Dataset records
►

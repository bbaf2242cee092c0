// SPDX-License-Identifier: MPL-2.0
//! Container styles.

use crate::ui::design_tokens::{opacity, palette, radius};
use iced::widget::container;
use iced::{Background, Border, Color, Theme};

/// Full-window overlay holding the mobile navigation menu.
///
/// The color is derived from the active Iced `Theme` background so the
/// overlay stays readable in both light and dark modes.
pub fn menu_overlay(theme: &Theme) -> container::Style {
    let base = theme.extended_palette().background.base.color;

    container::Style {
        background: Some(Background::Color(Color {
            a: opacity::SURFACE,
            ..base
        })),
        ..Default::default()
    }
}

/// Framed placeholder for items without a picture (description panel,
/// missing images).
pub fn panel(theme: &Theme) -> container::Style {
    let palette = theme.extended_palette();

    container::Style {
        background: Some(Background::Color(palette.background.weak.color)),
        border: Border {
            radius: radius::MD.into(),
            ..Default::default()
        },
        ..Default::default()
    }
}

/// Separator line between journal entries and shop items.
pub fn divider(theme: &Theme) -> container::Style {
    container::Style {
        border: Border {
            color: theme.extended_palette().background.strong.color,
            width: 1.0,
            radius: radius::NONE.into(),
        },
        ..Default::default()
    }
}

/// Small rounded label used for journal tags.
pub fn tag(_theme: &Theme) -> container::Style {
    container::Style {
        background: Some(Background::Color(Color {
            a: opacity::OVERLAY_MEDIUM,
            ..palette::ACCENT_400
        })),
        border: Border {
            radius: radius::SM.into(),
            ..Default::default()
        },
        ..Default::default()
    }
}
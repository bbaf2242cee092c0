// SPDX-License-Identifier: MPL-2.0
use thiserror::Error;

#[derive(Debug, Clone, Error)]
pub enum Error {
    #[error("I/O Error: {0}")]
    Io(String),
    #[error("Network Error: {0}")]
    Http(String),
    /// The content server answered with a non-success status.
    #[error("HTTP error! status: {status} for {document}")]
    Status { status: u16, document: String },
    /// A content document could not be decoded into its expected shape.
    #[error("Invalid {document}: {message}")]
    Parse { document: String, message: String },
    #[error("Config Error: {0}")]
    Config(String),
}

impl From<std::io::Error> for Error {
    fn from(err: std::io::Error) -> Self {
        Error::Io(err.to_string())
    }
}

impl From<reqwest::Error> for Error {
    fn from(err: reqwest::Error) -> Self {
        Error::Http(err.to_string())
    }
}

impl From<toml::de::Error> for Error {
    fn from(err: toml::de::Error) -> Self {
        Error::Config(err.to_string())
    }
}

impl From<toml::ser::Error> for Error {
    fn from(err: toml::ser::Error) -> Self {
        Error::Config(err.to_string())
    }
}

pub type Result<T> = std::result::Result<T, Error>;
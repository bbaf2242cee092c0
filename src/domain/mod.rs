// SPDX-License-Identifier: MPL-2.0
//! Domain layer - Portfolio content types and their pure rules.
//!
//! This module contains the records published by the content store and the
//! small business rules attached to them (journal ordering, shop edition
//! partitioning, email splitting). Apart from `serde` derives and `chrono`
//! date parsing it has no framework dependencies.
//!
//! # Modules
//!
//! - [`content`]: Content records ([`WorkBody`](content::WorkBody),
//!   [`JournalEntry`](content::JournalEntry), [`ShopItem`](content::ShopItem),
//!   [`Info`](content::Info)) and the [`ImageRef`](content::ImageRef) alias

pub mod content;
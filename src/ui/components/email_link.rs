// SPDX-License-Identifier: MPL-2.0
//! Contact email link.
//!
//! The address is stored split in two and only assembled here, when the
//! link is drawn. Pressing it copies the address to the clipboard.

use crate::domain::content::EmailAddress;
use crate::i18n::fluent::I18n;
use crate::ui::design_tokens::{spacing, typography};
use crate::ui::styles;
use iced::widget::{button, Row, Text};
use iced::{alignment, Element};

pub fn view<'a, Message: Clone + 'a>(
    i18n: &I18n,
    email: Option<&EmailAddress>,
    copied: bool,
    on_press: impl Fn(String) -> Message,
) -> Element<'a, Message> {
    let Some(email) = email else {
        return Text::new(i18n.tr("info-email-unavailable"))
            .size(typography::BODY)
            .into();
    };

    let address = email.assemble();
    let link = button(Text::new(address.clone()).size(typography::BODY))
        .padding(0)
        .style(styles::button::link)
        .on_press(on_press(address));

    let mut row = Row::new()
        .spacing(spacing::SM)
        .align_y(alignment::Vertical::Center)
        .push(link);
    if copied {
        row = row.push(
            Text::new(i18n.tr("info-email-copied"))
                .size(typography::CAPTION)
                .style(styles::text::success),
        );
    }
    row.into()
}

◄

Action item » Look through the records and count each line that holds "toml". Write only the total.

Result of the exercise » 4